El nivel de mercurio en los atunes ha permanecido constante durante los últimos 50 años, a pesar de las estrictas regulaciones que controlan su uso y emisiones. Este elemento químico ha disminuido gradualmente en nuestra atmósfera desde 1970, pero no ha sucedido lo mismo en el océano. En las profundidades del mar, el mercurio ha quedado atrapado -como sucede con muchos otros gases nocivos- y se sigue liberando en pequeñas cantidades, pero de forma continua, lo que provoca que peces como el atún sigan ingiriendo este elemento.
Hace más de 70 años, en 1950, una extraña enfermedad azotó un pequeño pueblo japonés. La enfermedad de Minamata causaba graves problemas neurológicos en la población, que incluían movimientos descoordinados o la falta de sensibilidad en manos y pies, hasta la parálisis y la muerte en los casos más extremos. Más de 111 personas murieron y 400 personas sufrieron graves problemas neurológicos. No fue hasta 1968 cuando el gobierno japonés anunció que la causa era la ingestión de pescado y marisco contaminado por mercurio.
Este caso puso al mundo entero en estado de alerta y se decidió frenar las emisiones tóxicas de las industrias contaminantes, como las de la quema de carbón o la minería. Han pasado 50 años desde entonces, pero los ecosistemas aún no se han recuperado.

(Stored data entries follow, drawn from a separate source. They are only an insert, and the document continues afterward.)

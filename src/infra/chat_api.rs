//! Usage: HTTP client for the chat server (generate stream, persistence and account collaborators).

use crate::domain::generation::GenerationRequest;
use crate::settings::ClientSettings;
use reqwest::header::{HeaderValue, COOKIE};
use serde::Deserialize;
use std::collections::HashSet;
use std::time::Duration;

const ERROR_BODY_PREVIEW_CHARS: usize = 300;

#[derive(Debug, Clone)]
pub struct ChatApiConfig {
    pub base_url: String,
    pub session_cookie: Option<String>,
    pub connect_timeout: Duration,
    /// Applied to every call except the generate stream. `None` = no limit.
    pub request_timeout: Option<Duration>,
}

impl ChatApiConfig {
    pub fn from_settings(settings: &ClientSettings) -> Self {
        let cookie = settings.session_cookie.trim();
        Self {
            base_url: settings.base_url.trim().trim_end_matches('/').to_string(),
            session_cookie: (!cookie.is_empty()).then(|| cookie.to_string()),
            connect_timeout: Duration::from_secs(settings.connect_timeout_seconds.max(1) as u64),
            request_timeout: (settings.request_timeout_seconds > 0)
                .then(|| Duration::from_secs(settings.request_timeout_seconds as u64)),
        }
    }
}

#[derive(Debug, Clone, PartialEq, Eq, Deserialize)]
pub struct ConversationInfo {
    #[serde(deserialize_with = "string_or_number")]
    pub id: String,
    #[serde(default)]
    pub title: String,
}

#[derive(Debug, Clone, PartialEq, Deserialize)]
pub struct PointsInfo {
    #[serde(default)]
    pub success: bool,
    #[serde(default)]
    pub points: Option<f64>,
    #[serde(default)]
    pub formatted_points: Option<String>,
    #[serde(default)]
    pub message: Option<String>,
}

#[derive(Debug, Clone, PartialEq, Eq, Deserialize)]
pub struct FreeUsageInfo {
    #[serde(default)]
    pub success: bool,
    #[serde(default)]
    pub model: Option<String>,
    #[serde(default)]
    pub current: i64,
    #[serde(default)]
    pub limit: i64,
    #[serde(default)]
    pub remaining: i64,
}

/// Conversation ids are integers on the server but travel as strings everywhere else.
fn string_or_number<'de, D>(deserializer: D) -> Result<String, D::Error>
where
    D: serde::Deserializer<'de>,
{
    match serde_json::Value::deserialize(deserializer)? {
        serde_json::Value::String(s) => Ok(s),
        serde_json::Value::Number(n) => Ok(n.to_string()),
        other => Err(serde::de::Error::custom(format!(
            "expected string or number id, got {other}"
        ))),
    }
}

#[derive(Debug, Clone)]
pub struct ChatApi {
    client: reqwest::Client,
    config: ChatApiConfig,
}

fn body_preview(text: &str) -> String {
    let trimmed = text.trim();
    if trimmed.chars().count() <= ERROR_BODY_PREVIEW_CHARS {
        return trimmed.to_string();
    }
    let mut out: String = trimmed.chars().take(ERROR_BODY_PREVIEW_CHARS).collect();
    out.push('…');
    out
}

impl ChatApi {
    pub fn new(config: ChatApiConfig) -> Result<Self, String> {
        if !(config.base_url.starts_with("http://") || config.base_url.starts_with("https://")) {
            return Err(format!(
                "SEC_INVALID_INPUT: base_url must start with http:// or https:// (got {})",
                config.base_url
            ));
        }
        let client = reqwest::Client::builder()
            .connect_timeout(config.connect_timeout)
            .user_agent(concat!("chat-stream/", env!("CARGO_PKG_VERSION")))
            .build()
            .map_err(|e| format!("HTTP_CLIENT_INIT: {e}"))?;
        Ok(Self { client, config })
    }

    pub fn base_url(&self) -> &str {
        &self.config.base_url
    }

    fn url(&self, path: &str) -> String {
        format!("{}{}", self.config.base_url, path)
    }

    fn authorized(&self, builder: reqwest::RequestBuilder) -> reqwest::RequestBuilder {
        let Some(cookie) = self.config.session_cookie.as_deref() else {
            return builder;
        };
        match HeaderValue::from_str(cookie) {
            Ok(value) => builder.header(COOKIE, value),
            Err(_) => {
                tracing::warn!("session_cookie 含非法字符，已忽略");
                builder
            }
        }
    }

    fn bounded(&self, builder: reqwest::RequestBuilder) -> reqwest::RequestBuilder {
        let builder = self.authorized(builder);
        match self.config.request_timeout {
            Some(timeout) => builder.timeout(timeout),
            None => builder,
        }
    }

    async fn ensure_success(resp: reqwest::Response, what: &str) -> Result<reqwest::Response, String> {
        let status = resp.status();
        if status.is_success() {
            return Ok(resp);
        }
        let text = resp.text().await.unwrap_or_default();
        Err(format!(
            "HTTP_ERROR: {what} failed: status={} body={}",
            status.as_u16(),
            body_preview(&text)
        ))
    }

    /// Opens the NDJSON generate stream. No overall timeout: the body may stay open for minutes.
    pub(crate) async fn start_generation(
        &self,
        request: &GenerationRequest,
        model: &str,
    ) -> Result<reqwest::Response, reqwest::Error> {
        let url = self.url(&format!("/api/chat/{}/generate", request.conversation_id));
        self.authorized(self.client.post(url))
            .json(&request.to_body(model))
            .send()
            .await
    }

    /// Message ids the server still streams for. Accepts `{id: {...}}` or `[id, ...]`.
    pub async fn active_responses(&self) -> Result<HashSet<String>, String> {
        let resp = self
            .bounded(self.client.get(self.url("/api/chat/active_responses")))
            .send()
            .await
            .map_err(|e| format!("HTTP_REQUEST_FAILED: active_responses: {e}"))?;
        let resp = Self::ensure_success(resp, "active_responses").await?;
        let value: serde_json::Value = resp
            .json()
            .await
            .map_err(|e| format!("HTTP_INVALID_BODY: active_responses: {e}"))?;
        parse_active_ids(&value)
    }

    pub async fn save_message(&self, conversation_id: &str, content: &str) -> Result<(), String> {
        let resp = self
            .bounded(
                self.client
                    .post(self.url(&format!("/conversations/{conversation_id}/messages"))),
            )
            .json(&serde_json::json!({ "content": content, "is_user": false }))
            .send()
            .await
            .map_err(|e| format!("HTTP_REQUEST_FAILED: save_message: {e}"))?;
        Self::ensure_success(resp, "save_message").await?;
        Ok(())
    }

    pub async fn stop_generation(&self, message_id: &str) -> Result<(), String> {
        let resp = self
            .bounded(self.client.post(self.url("/stop")))
            .json(&serde_json::json!({ "message_id": message_id }))
            .send()
            .await
            .map_err(|e| format!("HTTP_REQUEST_FAILED: stop: {e}"))?;
        Self::ensure_success(resp, "stop").await?;
        Ok(())
    }

    /// Asks the server to title the conversation; the response body is the plain-text title.
    pub async fn name_conversation(&self, conversation_id: &str) -> Result<String, String> {
        let resp = self
            .bounded(
                self.client
                    .get(self.url(&format!("/name_conversation/{conversation_id}"))),
            )
            .send()
            .await
            .map_err(|e| format!("HTTP_REQUEST_FAILED: name_conversation: {e}"))?;
        let resp = Self::ensure_success(resp, "name_conversation").await?;
        let text = resp
            .text()
            .await
            .map_err(|e| format!("HTTP_INVALID_BODY: name_conversation: {e}"))?;
        Ok(text.trim().trim_matches('"').to_string())
    }

    pub async fn create_conversation(&self) -> Result<ConversationInfo, String> {
        let resp = self
            .bounded(self.client.post(self.url("/conversations")))
            .json(&serde_json::json!({}))
            .send()
            .await
            .map_err(|e| format!("HTTP_REQUEST_FAILED: create_conversation: {e}"))?;
        let resp = Self::ensure_success(resp, "create_conversation").await?;
        resp.json::<ConversationInfo>()
            .await
            .map_err(|e| format!("HTTP_INVALID_BODY: create_conversation: {e}"))
    }

    pub async fn points(&self, user_id: &str) -> Result<PointsInfo, String> {
        let resp = self
            .bounded(
                self.client
                    .get(self.url(&format!("/points/get_points/{user_id}"))),
            )
            .send()
            .await
            .map_err(|e| format!("HTTP_REQUEST_FAILED: points: {e}"))?;
        let resp = Self::ensure_success(resp, "points").await?;
        resp.json::<PointsInfo>()
            .await
            .map_err(|e| format!("HTTP_INVALID_BODY: points: {e}"))
    }

    pub async fn free_usage(&self, model: &str, user_id: &str) -> Result<FreeUsageInfo, String> {
        let resp = self
            .bounded(self.client.get(self.url("/api/model/free_usage")))
            .query(&[("model", model), ("user_id", user_id)])
            .send()
            .await
            .map_err(|e| format!("HTTP_REQUEST_FAILED: free_usage: {e}"))?;
        let resp = Self::ensure_success(resp, "free_usage").await?;
        resp.json::<FreeUsageInfo>()
            .await
            .map_err(|e| format!("HTTP_INVALID_BODY: free_usage: {e}"))
    }
}

fn truthy_entry(value: &serde_json::Value) -> bool {
    match value {
        serde_json::Value::Null => false,
        serde_json::Value::Bool(b) => *b,
        serde_json::Value::String(s) => !s.is_empty(),
        _ => true,
    }
}

pub(crate) fn parse_active_ids(value: &serde_json::Value) -> Result<HashSet<String>, String> {
    match value {
        serde_json::Value::Object(map) => Ok(map
            .iter()
            .filter(|(_, v)| truthy_entry(v))
            .map(|(k, _)| k.clone())
            .collect()),
        serde_json::Value::Array(items) => Ok(items
            .iter()
            .filter_map(|v| v.as_str().map(str::to_string))
            .collect()),
        other => Err(format!(
            "HTTP_INVALID_BODY: active_responses: expected object or array, got {}",
            match other {
                serde_json::Value::Null => "null",
                serde_json::Value::Bool(_) => "bool",
                serde_json::Value::Number(_) => "number",
                _ => "string",
            }
        )),
    }
}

El metilmercurio sigue siendo muy presente en el mundo marino, y peces como el atún (entre otras especies) continúan arrastrando lo que los investigadores llaman “mercurio heredado”.

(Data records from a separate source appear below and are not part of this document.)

//! Usage: HTML fragments for assistant messages (Markdown body, think body, images, notices).

use pulldown_cmark::{html, Event, Options, Parser};

pub const INTERRUPTED_MARKER: &str = "用户已中断此次响应";

fn markdown_options() -> Options {
    let mut options = Options::empty();
    options.insert(Options::ENABLE_TABLES);
    options.insert(Options::ENABLE_STRIKETHROUGH);
    options.insert(Options::ENABLE_TASKLISTS);
    // `$x$` / `$$x$$` come out as math spans for the LaTeX renderer to pick up.
    options.insert(Options::ENABLE_MATH);
    options
}

pub fn render_markdown(src: &str) -> String {
    let parser = Parser::new_ext(src, markdown_options());
    let mut out = String::with_capacity(src.len() + src.len() / 2);
    html::push_html(&mut out, parser);
    out
}

/// Think bodies keep their line structure: every newline becomes a line break.
pub fn render_think_body(src: &str) -> String {
    let parser = Parser::new_ext(src, markdown_options()).map(|event| match event {
        Event::SoftBreak => Event::HardBreak,
        other => other,
    });
    let mut out = String::with_capacity(src.len() + src.len() / 2);
    html::push_html(&mut out, parser);
    out
}

pub fn escape_html(raw: &str) -> String {
    let mut out = String::with_capacity(raw.len());
    // Writing into a `String` never fails.
    let _ = pulldown_cmark_escape::escape_html(&mut out, raw);
    out
}

/// `payload` must already be restricted to the base64 alphabet.
pub fn image_html(payload: &str) -> String {
    format!(
        "<img src=\"data:image/png;base64,{payload}\" alt=\"嵌入图片\" class=\"embedded-image\" />"
    )
}

pub fn interrupted_notice_html() -> String {
    format!("<div class=\"interrupted-notice\">{INTERRUPTED_MARKER}</div>")
}

pub fn processing_error_html(message: &str) -> String {
    format!("<p>消息处理错误: {}</p>", escape_html(message))
}

pub fn error_note_html(message: &str) -> String {
    format!("<p class=\"message-error\">{}</p>", escape_html(message))
}
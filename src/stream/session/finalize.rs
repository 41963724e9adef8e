//! Usage: Interrupted-response finalization (display notice, persisted text, retried save).

use super::render_state::{RenderState, ThinkHeader};
use crate::chat_api::ChatApi;
use crate::domain::content::{self, ThinkBlock};
use crate::domain::markup::{self, INTERRUPTED_MARKER};
use crate::stream::retry::RetryPolicy;
use crate::stream::sink::{RenderSink, RenderedContent};

#[derive(Debug, Clone, PartialEq, Eq)]
pub struct FinalizedMessage {
    /// Answer text as persisted, marker included.
    pub content: String,
    pub think: Option<ThinkBlock>,
    pub header: ThinkHeader,
}

/// Whitespace-only content counts as empty, matching what `finalize_aborted` displays.
pub fn persisted_text(content: &str) -> String {
    if content.trim().is_empty() {
        INTERRUPTED_MARKER.to_string()
    } else {
        format!("{content}\n\n{INTERRUPTED_MARKER}")
    }
}

/// Turns whatever was received before the abort into the final message view.
pub fn finalize_aborted(state: &mut RenderState, sink: &mut dyn RenderSink) -> FinalizedMessage {
    if !state.content_container_created {
        state.content_container_created = true;
        if let Err(err) = sink.replace_with_content_container(&state.message_id) {
            tracing::warn!(message_id = %state.message_id, "替换加载占位失败: {}", err);
        }
    }

    let has_content = !state.current_content.trim().is_empty();
    let display = if has_content {
        let mut rendered = state.rendered_content(sink);
        rendered.html.push_str(&markup::interrupted_notice_html());
        rendered
    } else {
        RenderedContent {
            source: INTERRUPTED_MARKER.to_string(),
            html: markup::interrupted_notice_html(),
        }
    };
    if let Err(err) = sink.set_content(&state.message_id, &display) {
        tracing::warn!(message_id = %state.message_id, "中断提示渲染失败: {}", err);
    }

    let header = match state.reported_think_seconds() {
        Some(seconds) if has_content => ThinkHeader::Completed { seconds },
        _ => ThinkHeader::Thinking,
    };
    state.set_header(header, sink);

    let think = (!state.current_think.is_empty()).then(|| ThinkBlock {
        seconds: state.think_seconds(),
        body: content::think_display_body(&state.current_think),
    });

    FinalizedMessage {
        content: persisted_text(&state.current_content),
        think,
        header,
    }
}

/// Persists the interrupted message via `POST /conversations/{id}/messages`, retrying per `policy`.
pub async fn save_final(
    api: &ChatApi,
    policy: &RetryPolicy,
    conversation_id: &str,
    content: &str,
    think: Option<&ThinkBlock>,
    model: &str,
) -> Result<(), String> {
    let composed = content::compose_message(Some(model), think, content);
    policy
        .run("save_interrupted", |attempt| {
            let composed = composed.as_str();
            async move {
                tracing::debug!(conversation_id = conversation_id, attempt = attempt, "保存中断响应");
                api.save_message(conversation_id, composed).await
            }
        })
        .await
}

Esto es especialmente preocupante, ya que el atún es uno de los peces más consumidos en todo el mundo, pero también es uno de los más susceptibles a acumular metilmercurio. Al alimentarse de otras presas más pequeñas contaminadas, los atunes van acumulando progresivamente cantidades de este metal pesado entre sus escamas.
Un grupo de investigación, adscrito a la American Chemical Society, ha determinado que esta situación se debe al mercurio “heredado”. Según un estudio publicado en la revista Environmental Science & Technology Letters, esta sustancia se encuentra retenida en el fondo del océano y se va liberando poco a poco, subiendo hasta zonas menos profundas del mar donde los peces nadan y se alimentan.
Esto significa que esta sustancia que contamina los peces (y termina en los seres humanos) podría haberse emitido hace años o incluso décadas. Algo que, por otro lado, destaca una preocupante realidad: el océano aún no ha notado la disminución de las emisiones de mercurio que sí está notando la atmósfera.
Para demostrarlo, un equipo de investigadores internacionales recogió datos sobre los niveles de mercurio encontrados en casi 3.000 muestras de atunes tropicales capturados en el Pacífico, Atlántico e Índico entre 1971 y 2022. En concreto, los investigadores analizaron las concentraciones de esta sustancia tóxica en atunes barrilete, patudos y de aleta amarilla, ya que representan el 94% de las capturas mundiales de atún.
Los resultados les sorprendieron. Las concentraciones de mercurio en atunes permanecían invariables en todo el mundo, excepto en aquellos que se encontraban al noroeste del Océano Pacífico a finales de los 90, que fue cuando se constató un ligero aumento. Sin embargo, durante el mismo período, el mercurio en el aire disminuyó a nivel mundial.
Entonces, ¿cuándo se reflejarán en el mar los esfuerzos medioambientales en tierra? Los investigadores han tratado de resolver el enigma a través de modelos matemáticos y han llegado a la conclusión de que, incluso con una política de emisiones más estricta que la actual, el mar tardaría entre 10 y 25 años en notarlo. Sin embargo, los atunes no comenzarían a reducir sus niveles de metilmercurio hasta décadas más tarde.
Además, los investigadores reconocen que sus pronósticos no consideran todas las variables en la ecología del atún o la biogeoquímica marina. Sin embargo, afirman que sus hallazgos apuntan a la necesidad de realizar un esfuerzo mundial mucho más ambicioso, con el objetivo de reducir de manera más agresiva las emisiones de mercurio.
Al mismo tiempo, consideran que estas medidas deben ir de la mano de una monitorización continua y a largo plazo del mercurio presente en los organismos que conforman los ecosistemas marinos, de modo que se pueda asegurar que la salud humana está garantizada.